Real-Time Analytics Business Drivers
What are the business drivers behind the growth in real-time analytics? We’ve identified four key themes: customer experience, continuous innovation, business optimization, and 24/7 operations.
Customer Experience
Customer experience encompasses various facets of a customer’s interactions with an organization. First of all, customers expect accurate and up-to-date information at all times. According to Qualtrics research, customers are 80% more likely to be loyal to a company that communicates proactively about supply chain or labor shortage issues.
Furthermore, providing a good customer experience means that an organization understands what customers need (sometimes better than they do), and provides goods and services to meet those needs. Using real-time analytics, companies can provide personalized experiences that feel as though they’re tailored to each customer, in real time. For example, an online makeup retailer can recommend specific cosmetics brands based on a shopper’s purchase history, current trends, and inventory status. Instead of being a one-size-fits-all experience, online shopping becomes a 1:1 experience at scale.
Continuous Innovation
Continuous innovation refers to the data-driven introduction of new services and features based on an ongoing evaluation of available information. New services or features should be quantifiable to ensure that their success and bottom-line impact can be measured. Success should be assessed holistically based on overall impact, not solely on individual impact. For example, a company may add a new service or feature that doesn’t make money directly, but leads to a better customer experience that can in turn improve their bottom line. Organizations should be willing to fail fast and discontinue things that aren’t improving customer experience or providing a benefit to customers.
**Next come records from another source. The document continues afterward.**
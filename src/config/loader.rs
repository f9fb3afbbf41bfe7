//! Settings loader with file resolution and environment override support.

use super::error::{ConfigError, ConfigResult};
use super::schema::Settings;
use directories::ProjectDirs;
use std::path::{Path, PathBuf};
use std::str::FromStr;

/// Environment variable prefix for overrides
const ENV_PREFIX: &str = "SERIAL_STREAM";

/// Settings file name
const CONFIG_FILE_NAME: &str = "serial-stream.toml";

/// Environment variable for explicit settings path
const CONFIG_PATH_ENV: &str = "SERIAL_STREAM_CONFIG";

/// Settings loader with resolution and override logic.
#[derive(Debug, Clone)]
pub struct ConfigLoader {
    /// Resolved settings file path (if any)
    pub config_path: Option<PathBuf>,
    /// The loaded settings
    pub settings: Settings,
}

impl ConfigLoader {
    /// Load settings using standard resolution order.
    ///
    /// Resolution priority (highest to lowest):
    /// 1. `SERIAL_STREAM_CONFIG` environment variable (explicit path)
    /// 2. `./serial-stream.toml` (current directory)
    /// 3. `<platform config dir>/serial-stream/serial-stream.toml`
    /// 4. Built-in defaults (no file required)
    ///
    /// Environment variables can override any file values.
    pub fn load() -> ConfigResult<Self> {
        let config_path = resolve_config_path();

        let mut settings = if let Some(ref path) = config_path {
            load_from_file(path)?
        } else {
            Settings::default()
        };

        apply_env_overrides(&mut settings)?;

        Ok(Self {
            config_path,
            settings,
        })
    }

    /// Load settings from a specific file path.
    pub fn load_from(path: impl AsRef<Path>) -> ConfigResult<Self> {
        let path = path.as_ref().to_path_buf();
        if !path.exists() {
            return Err(ConfigError::NotFound(path));
        }
        let mut settings = load_from_file(&path)?;
        apply_env_overrides(&mut settings)?;

        Ok(Self {
            config_path: Some(path),
            settings,
        })
    }

    /// Create a loader with default settings (no file).
    ///
    /// Environment overrides that fail to parse are ignored here.
    pub fn with_defaults() -> Self {
        let mut settings = Settings::default();
        let _ = apply_env_overrides(&mut settings);

        Self {
            config_path: None,
            settings,
        }
    }

    /// Get the loaded settings.
    pub fn settings(&self) -> &Settings {
        &self.settings
    }

    /// Get a mutable reference to the settings.
    pub fn settings_mut(&mut self) -> &mut Settings {
        &mut self.settings
    }

    /// Consume the loader and return the settings.
    pub fn into_settings(self) -> Settings {
        self.settings
    }

    /// Save the current settings to file.
    pub fn save(&self) -> ConfigResult<()> {
        let path = self
            .config_path
            .as_ref()
            .ok_or_else(|| ConfigError::MissingRequired("No config file path set".to_string()))?;

        save_to_file(&self.settings, path)
    }

    /// Save the current settings to a specific file.
    pub fn save_to(&self, path: impl AsRef<Path>) -> ConfigResult<()> {
        save_to_file(&self.settings, path.as_ref())
    }

    /// Reload settings from file (if path is set).
    pub fn reload(&mut self) -> ConfigResult<()> {
        if let Some(ref path) = self.config_path {
            self.settings = load_from_file(path)?;
            apply_env_overrides(&mut self.settings)?;
        }
        Ok(())
    }
}

/// Resolve the settings file path using standard locations.
pub fn resolve_config_path() -> Option<PathBuf> {
    if let Ok(path) = std::env::var(CONFIG_PATH_ENV) {
        let path = PathBuf::from(path);
        if path.exists() {
            return Some(path);
        }
    }

    let cwd_config = PathBuf::from(CONFIG_FILE_NAME);
    if cwd_config.exists() {
        return Some(cwd_config);
    }

    get_default_config_path().filter(|path| path.exists())
}

/// Get the default config directory for creating new settings files.
pub fn get_default_config_dir() -> Option<PathBuf> {
    ProjectDirs::from("", "", "serial-stream").map(|dirs| dirs.config_dir().to_path_buf())
}

/// Get the default settings file path for creating new settings files.
pub fn get_default_config_path() -> Option<PathBuf> {
    get_default_config_dir().map(|d| d.join(CONFIG_FILE_NAME))
}

fn load_from_file(path: &Path) -> ConfigResult<Settings> {
    let content = std::fs::read_to_string(path).map_err(|e| ConfigError::ReadError {
        path: path.to_path_buf(),
        source: e,
    })?;

    toml::from_str(&content).map_err(ConfigError::ParseError)
}

fn save_to_file(settings: &Settings, path: &Path) -> ConfigResult<()> {
    if let Some(parent) = path.parent() {
        std::fs::create_dir_all(parent).map_err(|e| ConfigError::WriteError {
            path: path.to_path_buf(),
            source: e,
        })?;
    }

    let content = toml::to_string_pretty(settings)?;
    std::fs::write(path, content).map_err(|e| ConfigError::WriteError {
        path: path.to_path_buf(),
        source: e,
    })
}

/// First set variable among `names`, with the name that supplied it.
fn env_first(names: &[&str]) -> Option<(String, String)> {
    names
        .iter()
        .find_map(|name| std::env::var(name).ok().map(|val| (name.to_string(), val)))
}

fn env_parse<T: FromStr>(names: &[&str], message: &str) -> ConfigResult<Option<T>> {
    match env_first(names) {
        Some((var, val)) => val
            .trim()
            .parse()
            .map(Some)
            .map_err(|_| ConfigError::env_parse(var, message)),
        None => Ok(None),
    }
}

/// Apply environment variable overrides to the settings.
///
/// Environment variables follow the pattern `SERIAL_STREAM_<SECTION>_<KEY>`,
/// for example `SERIAL_STREAM_PORT_BAUD=115200`. The hardware-test variables
/// `TEST_PORT`, `TEST_BAUD`, `TEST_TIMEOUT` and `TEST_LOOPBACK` are also
/// honored.
fn apply_env_overrides(settings: &mut Settings) -> ConfigResult<()> {
    let port_name = format!("{ENV_PREFIX}_PORT_NAME");
    let port_baud = format!("{ENV_PREFIX}_PORT_BAUD");
    let port_deadline = format!("{ENV_PREFIX}_PORT_READ_DEADLINE_MS");
    let testing_port = format!("{ENV_PREFIX}_TESTING_PORT");
    let testing_baud = format!("{ENV_PREFIX}_TESTING_BAUD");
    let testing_timeout = format!("{ENV_PREFIX}_TESTING_TIMEOUT_MS");
    let log_level = format!("{ENV_PREFIX}_LOG_LEVEL");
    let log_format = format!("{ENV_PREFIX}_LOG_FORMAT");

    // Port overrides
    if let Some((_, val)) = env_first(&[port_name.as_str()]) {
        settings.port.name = Some(val);
    }
    if let Some(baud) = env_parse(&[port_baud.as_str()], "Invalid baud rate")? {
        settings.port.baud = baud;
    }
    if let Some(ms) = env_parse(&[port_deadline.as_str()], "Invalid read deadline")? {
        settings.port.read_deadline_ms = Some(ms);
    }

    // Testing overrides (also support legacy TEST_PORT etc.)
    if let Some((_, val)) = env_first(&[testing_port.as_str(), "TEST_PORT"]) {
        settings.testing.port = Some(val);
    }
    if let Some(baud) = env_parse(&[testing_baud.as_str(), "TEST_BAUD"], "Invalid baud rate")? {
        settings.testing.baud = baud;
    }
    if let Some(ms) = env_parse(&[testing_timeout.as_str(), "TEST_TIMEOUT"], "Invalid timeout")? {
        settings.testing.timeout_ms = ms;
    }
    if let Some((_, val)) = env_first(&["TEST_LOOPBACK", "LOOPBACK_ENABLED"]) {
        settings.testing.loopback_enabled = val.eq_ignore_ascii_case("true") || val == "1";
    }

    // Logging overrides
    if let Some((_, val)) = env_first(&[log_level.as_str()]) {
        settings.logging.level = val;
    }
    if let Some((_, val)) = env_first(&[log_format.as_str()]) {
        settings.logging.format = val.parse()?;
    }

    Ok(())
}
//! Shared test utilities for serial_stream tests.
//!
//! This module provides:
//! - Loopback port builders
//! - Bounded read helpers that never hang a test run
//! - Timing assertions

#![allow(dead_code)]

use serial_stream::port::{LoopbackPort, PortBackend, PortConfig, PortError, SerialPortAdapter};
use std::time::{Duration, Instant};

/// Upper bound on how long any blocking helper may take.
pub const TEST_BUDGET: Duration = Duration::from_secs(5);

/// Open a self-looped port with default framing.
pub fn loopback(name: &str) -> LoopbackPort {
    LoopbackPort::open(PortConfig::new(name, 9600)).expect("loopback port should open")
}

/// Open a null-modem pair with default framing.
pub fn null_modem() -> (LoopbackPort, LoopbackPort) {
    LoopbackPort::pair(PortConfig::new("left", 115200), PortConfig::new("right", 115200))
        .expect("loopback pair should open")
}

/// Read until exactly `count` bytes have arrived.
///
/// Reads may return fewer bytes than asked for, so this keeps reading under
/// a short read deadline until the count is met or `budget` has passed.
pub fn read_exactly<P: SerialPortAdapter + ?Sized>(
    port: &P,
    count: usize,
    budget: Duration,
) -> Result<Vec<u8>, PortError> {
    let started = Instant::now();
    let mut collected = Vec::with_capacity(count);
    let mut buffer = [0u8; 256];

    port.set_read_deadline(Duration::from_millis(100))?;
    while collected.len() < count {
        if started.elapsed() > budget {
            return Err(PortError::DeadlineExceeded(budget));
        }
        let want = (count - collected.len()).min(buffer.len());
        match port.read_bytes(&mut buffer[..want]) {
            Ok(n) => collected.extend_from_slice(&buffer[..n]),
            Err(e) if e.is_deadline_exceeded() => continue,
            Err(e) => return Err(e),
        }
    }
    Ok(collected)
}

/// Deterministic payload of `len` bytes.
pub fn pattern(len: usize) -> Vec<u8> {
    (0..len).map(|i| (i % 251) as u8).collect()
}

/// Assert that duration is within expected range.
pub fn assert_duration_within(
    actual: Duration,
    expected: Duration,
    tolerance: Duration,
    message: &str,
) {
    let lower = expected.saturating_sub(tolerance);
    let upper = expected + tolerance;

    assert!(
        actual >= lower && actual <= upper,
        "{}: expected {:?} ± {:?}, got {:?}",
        message,
        expected,
        tolerance,
        actual
    );
}
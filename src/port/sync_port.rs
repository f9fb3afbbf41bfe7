//! Native serial port backend.
//!
//! Wraps the `serialport` crate's platform port type: `TTYPort` on unix,
//! `COMPort` on windows, chosen at build time. One device is opened and its
//! handle cloned three times (reader, writer, control), each behind its own
//! lock, so a read blocked in one thread never holds up a write in another.
//!
//! Reads and writes block in slices of [`POLL_INTERVAL`]. Between slices they
//! re-check the read deadline and whether the port was closed.

use super::config::ResolvedPortConfig;
use super::deadline::{ReadDeadline, POLL_INTERVAL};
use super::error::PortError;
use super::traits::{io_read, io_write, LineStatus, Parity, PortBackend, SerialPortAdapter};
use parking_lot::{Mutex, RwLock};
use serialport::SerialPort as _;
use std::io::{self, Read, Write};
use std::sync::atomic::{AtomicBool, Ordering};
use std::time::Duration;
use tracing::{debug, info, trace, warn};

#[cfg(unix)]
type NativeHandle = serialport::TTYPort;

#[cfg(windows)]
type NativeHandle = serialport::COMPort;

/// Serial port backed by an operating-system device.
///
/// On windows the reader and writer share one file object, so the driver may
/// still serialize a read slice against a write; the write then waits at
/// most one [`POLL_INTERVAL`].
pub struct SyncSerialPort {
    name: String,
    config: RwLock<ResolvedPortConfig>,
    reader: Mutex<Option<NativeHandle>>,
    writer: Mutex<Option<NativeHandle>>,
    control: Mutex<Option<NativeHandle>>,
    deadline: ReadDeadline,
    closed: AtomicBool,
}

impl SyncSerialPort {
    /// Configuration the port is currently running with.
    pub fn config(&self) -> ResolvedPortConfig {
        self.config.read().clone()
    }

    pub fn is_closed(&self) -> bool {
        self.closed.load(Ordering::Acquire)
    }

    fn ensure_open(&self) -> Result<(), PortError> {
        if self.is_closed() {
            Err(PortError::Closed)
        } else {
            Ok(())
        }
    }

    fn with_control<T>(
        &self,
        op: impl FnOnce(&mut NativeHandle) -> serialport::Result<T>,
    ) -> Result<T, PortError> {
        let mut guard = self.control.lock();
        let handle = guard.as_mut().ok_or(PortError::Closed)?;
        op(handle).map_err(PortError::Serial)
    }
}

fn data_bits(size: u8) -> Result<serialport::DataBits, PortError> {
    match size {
        5 => Ok(serialport::DataBits::Five),
        6 => Ok(serialport::DataBits::Six),
        7 => Ok(serialport::DataBits::Seven),
        8 => Ok(serialport::DataBits::Eight),
        other => Err(PortError::UnsupportedSize(other)),
    }
}

fn open_error(port_name: &str, err: serialport::Error) -> PortError {
    match err.kind() {
        serialport::ErrorKind::NoDevice => PortError::not_found(port_name),
        serialport::ErrorKind::InvalidInput => PortError::invalid_argument(err.to_string()),
        _ => PortError::Serial(err),
    }
}

fn is_transient(err: &io::Error) -> bool {
    matches!(
        err.kind(),
        io::ErrorKind::TimedOut | io::ErrorKind::Interrupted | io::ErrorKind::WouldBlock
    )
}

/// Map a device I/O failure, reporting hang-ups as `Disconnected`.
fn device_error(err: io::Error) -> PortError {
    match err.kind() {
        io::ErrorKind::BrokenPipe
        | io::ErrorKind::NotConnected
        | io::ErrorKind::ConnectionAborted
        | io::ErrorKind::UnexpectedEof => PortError::Disconnected,
        _ => PortError::Io(err),
    }
}

fn clone_handle(port_name: &str, handle: &NativeHandle) -> Result<NativeHandle, PortError> {
    handle.try_clone_native().map_err(|e| {
        warn!(port = %port_name, error = %e, "failed to clone serial handle");
        PortError::Serial(e)
    })
}

impl PortBackend for SyncSerialPort {
    /// Open a serial port with the given configuration.
    ///
    /// # Example
    /// ```no_run
    /// use serial_stream::port::{PortBackend, PortConfig, SerialPortAdapter, SyncSerialPort};
    ///
    /// let port = SyncSerialPort::open(PortConfig::new("/dev/ttyUSB0", 115200))?;
    /// port.write_bytes(b"test")?;
    /// # Ok::<(), Box<dyn std::error::Error>>(())
    /// ```
    fn open_resolved(config: ResolvedPortConfig) -> Result<Self, PortError> {
        config.check_required()?;
        let data_bits = data_bits(config.size())?;
        let stop_bits = serialport::StopBits::try_from(config.stop_bits())?;
        let parity = serialport::Parity::try_from(config.parity())?;
        let name = config.name().to_string();

        let control = serialport::new(&name, config.baud())
            .data_bits(data_bits)
            .flow_control(serialport::FlowControl::None)
            .parity(parity)
            .stop_bits(stop_bits)
            .timeout(POLL_INTERVAL)
            .open_native()
            .map_err(|e| open_error(&name, e))?;
        let reader = clone_handle(&name, &control)?;
        let writer = clone_handle(&name, &control)?;

        info!(
            port = %name,
            baud = config.baud(),
            size = config.size(),
            parity = %config.parity(),
            stop_bits = %config.stop_bits(),
            "opened serial port"
        );

        Ok(Self {
            deadline: ReadDeadline::from_timeout(config.read_timeout()),
            name,
            config: RwLock::new(config),
            reader: Mutex::new(Some(reader)),
            writer: Mutex::new(Some(writer)),
            control: Mutex::new(Some(control)),
            closed: AtomicBool::new(false),
        })
    }
}

impl SerialPortAdapter for SyncSerialPort {
    fn name(&self) -> &str {
        &self.name
    }

    fn read_bytes(&self, buffer: &mut [u8]) -> Result<usize, PortError> {
        self.ensure_open()?;
        if buffer.is_empty() {
            return Ok(0);
        }

        let mut guard = self.reader.lock();
        let timer = self.deadline.start();
        loop {
            self.ensure_open()?;
            let handle = guard.as_mut().ok_or(PortError::Closed)?;
            let Some(slice) = timer.slice(POLL_INTERVAL) else {
                trace!(port = %self.name, "read deadline expired");
                return Err(timer.expired());
            };
            handle.set_timeout(slice)?;
            match handle.read(buffer) {
                Ok(0) => return Err(PortError::Disconnected),
                Ok(n) => return Ok(n),
                Err(e) if is_transient(&e) => continue,
                Err(e) => return Err(device_error(e)),
            }
        }
    }

    fn write_bytes(&self, data: &[u8]) -> Result<usize, PortError> {
        self.ensure_open()?;

        let mut guard = self.writer.lock();
        let mut written = 0;
        while written < data.len() {
            if self.is_closed() {
                return Err(PortError::incomplete(written, PortError::Closed));
            }
            let Some(handle) = guard.as_mut() else {
                return Err(PortError::incomplete(written, PortError::Closed));
            };
            match handle.write(&data[written..]) {
                Ok(0) => return Err(PortError::incomplete(written, PortError::Disconnected)),
                Ok(n) => written += n,
                Err(e) if is_transient(&e) => continue,
                Err(e) => return Err(PortError::incomplete(written, device_error(e))),
            }
        }
        Ok(written)
    }

    fn close(&self) -> Result<(), PortError> {
        if self.closed.swap(true, Ordering::AcqRel) {
            debug!(port = %self.name, "port already closed");
            return Ok(());
        }
        // Blocked readers and writers see the flag within one poll slice and
        // let go of their handle locks.
        let reader = self.reader.lock().take();
        let writer = self.writer.lock().take();
        let control = self.control.lock().take();
        drop((reader, writer, control));
        info!(port = %self.name, "closed serial port");
        Ok(())
    }

    fn set_read_deadline(&self, deadline: Duration) -> Result<(), PortError> {
        self.ensure_open()?;
        let limit = self.deadline.set(deadline);
        debug!(port = %self.name, ?limit, "read deadline updated");
        Ok(())
    }

    fn clear_buffers(&self) -> Result<(), PortError> {
        self.with_control(|h| h.clear(serialport::ClearBuffer::All))?;
        trace!(port = %self.name, "cleared buffers");
        Ok(())
    }

    fn status(&self) -> Result<LineStatus, PortError> {
        self.with_control(|h| {
            let mut status = LineStatus::empty();
            status.set(LineStatus::CLEAR_TO_SEND, h.read_clear_to_send()?);
            status.set(LineStatus::DATA_SET_READY, h.read_data_set_ready()?);
            status.set(LineStatus::RING_INDICATOR, h.read_ring_indicator()?);
            status.set(LineStatus::CARRIER_DETECT, h.read_carrier_detect()?);
            Ok(status)
        })
    }

    fn set_dtr(&self, level: bool) -> Result<(), PortError> {
        self.with_control(|h| h.write_data_terminal_ready(level))?;
        debug!(port = %self.name, level, "DTR set");
        Ok(())
    }

    fn set_rts(&self, level: bool) -> Result<(), PortError> {
        self.with_control(|h| h.write_request_to_send(level))?;
        debug!(port = %self.name, level, "RTS set");
        Ok(())
    }

    fn set_parity(&self, parity: Parity) -> Result<(), PortError> {
        let native = serialport::Parity::try_from(parity)?;
        self.with_control(|h| h.set_parity(native))?;
        self.config.write().set_parity(parity);
        debug!(port = %self.name, %parity, "parity changed");
        Ok(())
    }

    fn bytes_to_read(&self) -> Option<usize> {
        let guard = self.control.lock();
        guard.as_ref()?.bytes_to_read().ok().map(|n| n as usize)
    }

    fn bytes_to_write(&self) -> Option<usize> {
        let guard = self.control.lock();
        guard.as_ref()?.bytes_to_write().ok().map(|n| n as usize)
    }
}

impl Read for &SyncSerialPort {
    fn read(&mut self, buf: &mut [u8]) -> io::Result<usize> {
        io_read(*self, buf)
    }
}

impl Read for SyncSerialPort {
    fn read(&mut self, buf: &mut [u8]) -> io::Result<usize> {
        io_read(self, buf)
    }
}

impl Write for &SyncSerialPort {
    fn write(&mut self, buf: &[u8]) -> io::Result<usize> {
        io_write(*self, buf)
    }

    fn flush(&mut self) -> io::Result<()> {
        Ok(())
    }
}

impl Write for SyncSerialPort {
    fn write(&mut self, buf: &[u8]) -> io::Result<usize> {
        io_write(self, buf)
    }

    fn flush(&mut self) -> io::Result<()> {
        Ok(())
    }
}

impl std::fmt::Debug for SyncSerialPort {
    fn fmt(&self, f: &mut std::fmt::Formatter<'_>) -> std::fmt::Result {
        f.debug_struct("SyncSerialPort")
            .field("name", &self.name)
            .field("baud_rate", &self.config.read().baud())
            .field("closed", &self.is_closed())
            .finish()
    }
}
Customer problems are a key source of innovation. By observing their own customers, organizations have access to a wealth of data to inspire innovation. Furthermore, companies can glean insights by observing the problems experienced by customers of other organizations in their industry. Companies can also innovate based on problems they experience internally that could affect the bottom line.
Business Optimization
Adding, growing, and retaining customers requires well thought out investments in technology. Companies need to be able to scale and optimize their infrastructure and technology on an ongoing basis. Furthermore, in order to retain and grow their customer base, companies have to continuously improve the performance of their products or services, their response times, the freshness of their data, and more. To do this they need to quantify and measure insights relating to their online presence, productivity, and internal processes. This enables them to make much better decisions on how to optimize their business.
Many companies are also faced with the challenges associated with using legacy systems to manage their data. These systems may be prohibitively expensive to replace, or have very long replacement timescales, but the data that’s contained within those systems may be crucial for analytics. It’s essential that companies look at all the data they have – no matter where it is – and make use of that in order to optimize their business.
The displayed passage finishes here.